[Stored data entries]
=====

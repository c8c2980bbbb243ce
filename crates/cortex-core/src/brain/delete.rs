//! Neuron deletion.
//!
//! Deleting a neuron must leave no dangling id anywhere: every link it takes
//! part in is unregistered from the far endpoint, it is removed from every
//! cluster that owns it, and its children lose it as an owner. The set of
//! neighbours is only known after reading the neuron's own lists, so
//! deletion runs in two phases: read the neighbourhood, then lock the
//! neuron and every neighbour in one batch and verify nothing changed in
//! between. A stale snapshot restarts the operation.

use std::collections::BTreeSet;

use super::Brain;
use crate::error::CoreError;
use crate::event::BrainEvent;
use crate::id::{LinkKey, NeuronId};
use crate::lock::{Aspect, LockRequest, LockSet};
use crate::neuron::Neuron;

/// The neighbourhood of a neuron as seen by the first phase.
#[derive(PartialEq)]
struct Neighbourhood {
    links_out: Vec<LinkKey>,
    links_in: Vec<LinkKey>,
    clustered_by: Vec<NeuronId>,
    children: Vec<NeuronId>,
}

impl Neighbourhood {
    fn read(locks: &LockSet, neuron: &Neuron) -> Result<Self, CoreError> {
        let id = neuron.id();
        Ok(Neighbourhood {
            links_out: locks.links(id, Aspect::LinksOut)?.to_vec(),
            links_in: locks.links(id, Aspect::LinksIn)?.to_vec(),
            clustered_by: locks.ids(id, Aspect::ClusteredBy)?.to_vec(),
            children: if neuron.is_cluster() {
                locks.ids(id, Aspect::Children)?.to_vec()
            } else {
                Vec::new()
            },
        })
    }

    /// Every lock the second phase needs, besides the neuron's own aspects.
    fn requests(&self, id: NeuronId) -> Vec<LockRequest> {
        let mut requests = Vec::new();
        requests.extend(self.links_out.iter().map(|k| LockRequest::write(k.to, Aspect::LinksIn)));
        requests.extend(self.links_in.iter().map(|k| LockRequest::write(k.from, Aspect::LinksOut)));
        requests.extend(self.clustered_by.iter().map(|&c| LockRequest::write(c, Aspect::Children)));
        requests.extend(self.children.iter().map(|&c| LockRequest::write(c, Aspect::ClusteredBy)));
        // The neuron's own aspects are requested separately.
        requests.retain(|r| r.neuron != id);
        requests
    }
}

fn own_aspects(neuron: &Neuron, write: bool) -> Vec<LockRequest> {
    Aspect::ALL
        .iter()
        .filter(|&&a| neuron.has_aspect(a))
        .map(|&a| {
            if write {
                LockRequest::write(neuron.id(), a)
            } else {
                LockRequest::read(neuron.id(), a)
            }
        })
        .collect()
}

impl Brain {
    /// Deletes a neuron and detaches it from every neighbour.
    ///
    /// Predefined neurons and neurons still used as a meaning or info item
    /// are rejected before anything changes.
    pub fn delete(&self, id: NeuronId) -> Result<(), CoreError> {
        if id.is_predefined() {
            return Err(CoreError::Predefined { id });
        }
        let neuron = self.neuron(id)?;
        let was_temporary = neuron.is_temporary();

        self.retry(id, || {
            let before = {
                let locks = self.request_locks(&own_aspects(&neuron, false))?;
                Neighbourhood::read(&locks, &neuron)?
            };

            let mut requests = own_aspects(&neuron, true);
            requests.extend(before.requests(id));
            let mut locks = self.request_locks(&requests)?;
            if Neighbourhood::read(&locks, &neuron)? != before {
                return Ok(None);
            }

            let uses = self.usage_count(id);
            if uses > 0 {
                return Err(CoreError::InUse { id, uses });
            }

            self.detach(&mut locks, &neuron, &before)?;
            Ok(Some(()))
        })?;

        if !was_temporary {
            self.changes.neuron_deleted(id);
            self.emit(BrainEvent::NeuronDeleted(id));
        }
        tracing::debug!(%id, "neuron deleted");
        Ok(())
    }

    /// Second phase of [`delete`](Self::delete): everything is locked and
    /// verified.
    fn detach(&self, locks: &mut LockSet, neuron: &Neuron, hood: &Neighbourhood) -> Result<(), CoreError> {
        let id = neuron.id();
        let links: BTreeSet<LinkKey> = hood.links_out.iter().chain(&hood.links_in).copied().collect();
        for &key in &links {
            self.unregister_link(locks, key)?;
        }

        let owners: BTreeSet<NeuronId> = hood.clustered_by.iter().copied().collect();
        for &owner in &owners {
            locks.ids_mut(owner, Aspect::Children)?.retain(|&c| c != id);
        }
        let children: BTreeSet<NeuronId> = hood.children.iter().copied().collect();
        for &child in &children {
            locks.ids_mut(child, Aspect::ClusteredBy)?.retain(|&c| c != id);
        }

        if let Some(meaning) = locks.payload(id)?.meaning() {
            self.remove_usage(meaning);
        }

        neuron.mark_deleted();
        self.neurons.remove(&id);
        self.usage.remove(&id);

        for owner in owners.into_iter().filter(|&o| o != id) {
            self.emit(BrainEvent::NeuronChanged(owner));
        }
        Ok(())
    }

    /// Deletes `id` if it is still an unreferenced temporary. Returns whether
    /// it was released.
    pub fn release_temporary(&self, id: NeuronId) -> bool {
        let Some(neuron) = self.find(id) else {
            return false;
        };
        if !neuron.is_temporary() {
            return false;
        }
        match self.delete(id) {
            Ok(()) => true,
            Err(e) => {
                tracing::debug!(%id, error = %e, "temporary kept");
                false
            }
        }
    }
}
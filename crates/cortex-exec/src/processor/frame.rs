//! Call frames.

use cortex_core::{LinkKey, NeuronId, Selection};

/// What opened a frame; decides how control transfer instructions unwind.
#[derive(Debug, Clone)]
pub enum FrameKind {
    /// Opened by a top-level run.
    Root,
    /// A synchronous call of a code cluster.
    Call { code: NeuronId },
    /// Rule code executing for one link while a neuron is being solved.
    Link { key: LinkKey },
    /// The selected part of an `If` or `Case`.
    Branch { conditional: NeuronId },
    /// A `Loop`, re-selecting a part after every pass.
    Loop { conditional: NeuronId },
    /// A `ForEach` walking its collection snapshot.
    ForEach {
        conditional: NeuronId,
        variable: NeuronId,
        body: NeuronId,
        items: Selection<NeuronId>,
    },
}

impl FrameKind {
    /// Frames that `Return` unwinds to, and that other control transfers
    /// never cross.
    pub fn is_callable(&self) -> bool {
        matches!(self, FrameKind::Root | FrameKind::Call { .. } | FrameKind::Link { .. })
    }

    pub fn is_branching(&self) -> bool {
        matches!(
            self,
            FrameKind::Branch { .. } | FrameKind::Loop { .. } | FrameKind::ForEach { .. }
        )
    }

    pub fn is_loop(&self) -> bool {
        matches!(self, FrameKind::Loop { .. } | FrameKind::ForEach { .. })
    }
}

#[derive(Debug, Clone)]
pub(crate) struct Frame {
    pub kind: FrameKind,
    /// Height of the instruction stack when the frame was opened; the
    /// frame owns every block above it.
    pub block_base: usize,
    /// Bindings replaced inside this frame, restored in reverse on exit.
    pub saved: Vec<(NeuronId, Option<Vec<NeuronId>>)>,
}

impl Frame {
    pub fn new(kind: FrameKind, block_base: usize) -> Self {
        Frame {
            kind,
            block_base,
            saved: Vec::new(),
        }
    }
}
//! Concurrent runs through a processor pool.

use std::sync::Arc;

use cortex_core::{Brain, BrainEvent, CancelToken, NeuronKind, Opcode, Payload};
use cortex_exec::{CodeBuilder, ExecError, PoolConfig, ProcessorConfig, ProcessorPool};

#[test]
fn concurrent_runs_serialize_on_a_shared_cluster() {
    let brain = Arc::new(Brain::new());
    let pool = ProcessorPool::new(
        Arc::clone(&brain),
        ProcessorConfig::default(),
        PoolConfig {
            min_size: 1,
            max_size: 3,
            acquire_timeout_ms: 10_000,
        },
    );
    let b = CodeBuilder::new(&brain);
    let holder = brain.create(NeuronKind::Cluster);
    let roots: Vec<_> = (0..12)
        .map(|n| {
            let item = b.int(n).unwrap();
            b.code(&[b.statement(Opcode::AddChild, &[holder, item]).unwrap()])
                .unwrap()
        })
        .collect();

    let events = brain.subscribe();
    let results = pool.run_many(&roots, &CancelToken::new());
    assert_eq!(results.len(), roots.len());
    assert!(results.iter().all(|r| r.is_ok()));
    assert_eq!(brain.child_count(holder).unwrap(), 12);

    let status = pool.status();
    assert_eq!(status.busy, 0);
    assert!(status.alive >= 1 && status.alive <= 3);

    let activity: Vec<BrainEvent> = events
        .try_iter()
        .filter(|e| matches!(e, BrainEvent::ActivityStarted | BrainEvent::ActivityStopped))
        .collect();
    assert_eq!(activity.first(), Some(&BrainEvent::ActivityStarted));
    assert_eq!(activity.last(), Some(&BrainEvent::ActivityStopped));
    let started = activity.iter().filter(|e| **e == BrainEvent::ActivityStarted).count();
    assert_eq!(started * 2, activity.len());
}

#[test]
fn cancelled_runs_do_not_start() {
    let brain = Arc::new(Brain::new());
    let pool = ProcessorPool::new(Arc::clone(&brain), ProcessorConfig::default(), PoolConfig::default());
    let b = CodeBuilder::new(&brain);
    let root = b.code(&[b.statement(Opcode::StackCount, &[]).unwrap()]).unwrap();

    let cancel = CancelToken::new();
    cancel.cancel();
    let results = pool.run_many(&[root, root], &cancel);
    assert!(results.iter().all(|r| matches!(r, Err(ExecError::Cancelled))));
}

#[test]
fn run_returns_the_program_result() {
    let brain = Arc::new(Brain::new());
    let pool = ProcessorPool::new(Arc::clone(&brain), ProcessorConfig::default(), PoolConfig::default());
    let b = CodeBuilder::new(&brain);
    let x = brain.create(NeuronKind::Neuron);
    let root = b.code(&[b.statement(Opcode::Return, &[x]).unwrap()]).unwrap();
    assert_eq!(pool.run(root).unwrap(), vec![x]);
}

#[test]
fn computed_results_outlive_the_pooled_processor() {
    let brain = Arc::new(Brain::new());
    let pool = ProcessorPool::new(Arc::clone(&brain), ProcessorConfig::default(), PoolConfig::default());
    let b = CodeBuilder::new(&brain);
    let sum = b
        .result_statement(Opcode::Add, &[b.int(2).unwrap(), b.int(3).unwrap()])
        .unwrap();
    let root = b.code(&[b.statement(Opcode::Return, &[sum]).unwrap()]).unwrap();

    let out = pool.run(root).unwrap();
    assert_eq!(out.len(), 1);
    assert!(brain.contains(out[0]));
    assert!(!brain.is_temporary(out[0]));
    assert_eq!(brain.payload(out[0]).unwrap(), Payload::Int(5));

    let many = pool.run_many(&[root, root], &CancelToken::new());
    for result in many {
        let out = result.unwrap();
        assert_eq!(brain.payload(out[0]).unwrap(), Payload::Int(5));
    }
}
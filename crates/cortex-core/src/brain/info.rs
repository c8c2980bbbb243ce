//! Link info lists.
//!
//! Reading or editing a link's info takes a read lock on `from.LinksOut`,
//! which keeps the link registered, plus a read lock on the `Value` of every
//! item being added, which keeps those items alive. The info list itself is
//! guarded by the link's leaf lock, taken last.

use std::sync::Arc;

use super::children::{first_missing, remove_one};
use super::Brain;
use crate::error::CoreError;
use crate::id::{LinkKey, NeuronId};
use crate::link::Link;
use crate::lock::{Aspect, LockMode, LockRequest, LockSet};

impl Brain {
    fn lock_link(&self, key: LinkKey, items: &[NeuronId]) -> Result<(LockSet, Arc<Link>), CoreError> {
        let mut requests = vec![LockRequest::read(key.from, Aspect::LinksOut)];
        requests.extend(items.iter().map(|&i| LockRequest::read(i, Aspect::Value)));
        let locks = self.request_locks(&requests)?;
        let link = self.link(key).ok_or(CoreError::LinkNotFound { key })?;
        Ok((locks, link))
    }

    fn info_changed(&self, key: LinkKey, added: &[NeuronId], removed: &[NeuronId]) {
        for &item in added {
            self.add_usage(item);
            self.commit(item);
        }
        for &item in removed {
            self.remove_usage(item);
        }
        self.changes.link_upserted(key);
    }

    /// Copy of the link's info list.
    pub fn info(&self, key: LinkKey) -> Result<Vec<NeuronId>, CoreError> {
        let _locks = self.request_lock(key.from, Aspect::LinksOut, LockMode::Read)?;
        let link = self.link(key).ok_or(CoreError::LinkNotFound { key })?;
        let info = link.info().clone();
        Ok(info)
    }

    /// Appends items to the info list.
    pub fn add_info(&self, key: LinkKey, items: &[NeuronId]) -> Result<(), CoreError> {
        let (_locks, link) = self.lock_link(key, items)?;
        link.info_mut().extend_from_slice(items);
        self.info_changed(key, items, &[]);
        Ok(())
    }

    /// Inserts `item` at `index` (0 ≤ index ≤ len).
    pub fn insert_info(&self, key: LinkKey, item: NeuronId, index: usize) -> Result<(), CoreError> {
        let (_locks, link) = self.lock_link(key, &[item])?;
        let mut info = link.info_mut();
        if index > info.len() {
            return Err(CoreError::IndexOutOfRange {
                id: key.from,
                index,
                len: info.len(),
            });
        }
        info.insert(index, item);
        drop(info);
        self.info_changed(key, &[item], &[]);
        Ok(())
    }

    /// Replaces the item at `index`, returning the previous one.
    pub fn set_info(&self, key: LinkKey, index: usize, item: NeuronId) -> Result<NeuronId, CoreError> {
        let (_locks, link) = self.lock_link(key, &[item])?;
        let mut info = link.info_mut();
        let len = info.len();
        let Some(slot) = info.get_mut(index) else {
            return Err(CoreError::IndexOutOfRange { id: key.from, index, len });
        };
        let old = std::mem::replace(slot, item);
        drop(info);
        self.info_changed(key, &[item], &[old]);
        Ok(old)
    }

    /// Removes the first occurrence of `item`.
    pub fn remove_info(&self, key: LinkKey, item: NeuronId) -> Result<(), CoreError> {
        self.remove_info_items(key, &[item])
    }

    /// Removes the first occurrence of each of `items` under one lock. If
    /// any is missing, the list is left untouched.
    pub fn remove_info_items(&self, key: LinkKey, items: &[NeuronId]) -> Result<(), CoreError> {
        let (_locks, link) = self.lock_link(key, &[])?;
        let mut info = link.info_mut();
        if let Some(item) = first_missing(&info, items) {
            return Err(CoreError::InfoNotFound { key, item });
        }
        for &item in items {
            remove_one(&mut info, item);
        }
        drop(info);
        self.info_changed(key, &[], items);
        Ok(())
    }

    /// Removes and returns the item at `index`.
    pub fn remove_info_at(&self, key: LinkKey, index: usize) -> Result<NeuronId, CoreError> {
        let (_locks, link) = self.lock_link(key, &[])?;
        let mut info = link.info_mut();
        if index >= info.len() {
            return Err(CoreError::IndexOutOfRange {
                id: key.from,
                index,
                len: info.len(),
            });
        }
        let item = info.remove(index);
        drop(info);
        self.info_changed(key, &[], &[item]);
        Ok(item)
    }

    /// Empties the info list, returning the removed items.
    pub fn clear_info(&self, key: LinkKey) -> Result<Vec<NeuronId>, CoreError> {
        let (_locks, link) = self.lock_link(key, &[])?;
        let removed = std::mem::take(&mut *link.info_mut());
        self.info_changed(key, &[], &removed);
        Ok(removed)
    }
}

#[cfg(test)]
mod tests {
    use super::*;
    use crate::kind::NeuronKind;

    fn linked() -> (Brain, LinkKey) {
        let brain = Brain::new();
        let f = brain.create(NeuronKind::Neuron);
        let t = brain.create(NeuronKind::Neuron);
        let m = brain.create(NeuronKind::Neuron);
        let key = brain.insert_link(f, t, m).unwrap();
        (brain, key)
    }

    #[test]
    fn info_keeps_order() {
        let (brain, key) = linked();
        let a = brain.create(NeuronKind::Neuron);
        let b = brain.create(NeuronKind::Neuron);
        let c = brain.create(NeuronKind::Neuron);
        brain.add_info(key, &[a, c]).unwrap();
        brain.insert_info(key, b, 1).unwrap();
        assert_eq!(brain.info(key).unwrap(), vec![a, b, c]);

        assert_eq!(brain.set_info(key, 0, c).unwrap(), a);
        assert_eq!(brain.remove_info_at(key, 1).unwrap(), b);
        assert_eq!(brain.info(key).unwrap(), vec![c, c]);
        assert_eq!(brain.usage_count(c), 2);
        assert_eq!(brain.usage_count(a), 0);

        brain.remove_info(key, c).unwrap();
        assert_eq!(brain.clear_info(key).unwrap(), vec![c]);
        assert_eq!(brain.usage_count(c), 0);
    }

    #[test]
    fn out_of_range_leaves_info_untouched() {
        let (brain, key) = linked();
        let a = brain.create(NeuronKind::Neuron);
        assert!(matches!(
            brain.insert_info(key, a, 1),
            Err(CoreError::IndexOutOfRange { .. })
        ));
        assert!(matches!(
            brain.set_info(key, 0, a),
            Err(CoreError::IndexOutOfRange { .. })
        ));
        assert!(brain.info(key).unwrap().is_empty());
        assert_eq!(brain.usage_count(a), 0);
    }

    #[test]
    fn missing_item_and_link_are_lookup_misses() {
        let (brain, key) = linked();
        let a = brain.create(NeuronKind::Neuron);
        assert!(brain.remove_info(key, a).unwrap_err().is_lookup_miss());

        let other = LinkKey::new(key.to, key.from, key.meaning);
        assert!(brain.info(other).unwrap_err().is_lookup_miss());
    }

    #[test]
    fn remove_info_items_is_all_or_nothing() {
        let (brain, key) = linked();
        let a = brain.create(NeuronKind::Neuron);
        let b = brain.create(NeuronKind::Neuron);
        brain.add_info(key, &[a, b, a]).unwrap();

        assert!(brain.remove_info_items(key, &[b, b]).unwrap_err().is_lookup_miss());
        assert_eq!(brain.info(key).unwrap(), vec![a, b, a]);
        assert_eq!(brain.usage_count(b), 1);

        brain.remove_info_items(key, &[a, b]).unwrap();
        assert_eq!(brain.info(key).unwrap(), vec![a]);
        assert_eq!(brain.usage_count(a), 1);
        assert_eq!(brain.usage_count(b), 0);
    }

    #[test]
    fn removing_link_releases_info_usage() {
        let (brain, key) = linked();
        let a = brain.create(NeuronKind::Neuron);
        brain.add_info(key, &[a]).unwrap();
        assert_eq!(brain.usage_count(a), 1);
        brain.remove_link(key).unwrap();
        assert_eq!(brain.usage_count(a), 0);
    }
}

=====

**Aim of the task**
Using the records above, find and show each line with the string "crates".

**Expected answer**
filename crates/cortex-core/src/brain/delete.rs
filename crates/cortex-exec/src/processor/frame.rs
filename crates/cortex-core/src/brain/info.rs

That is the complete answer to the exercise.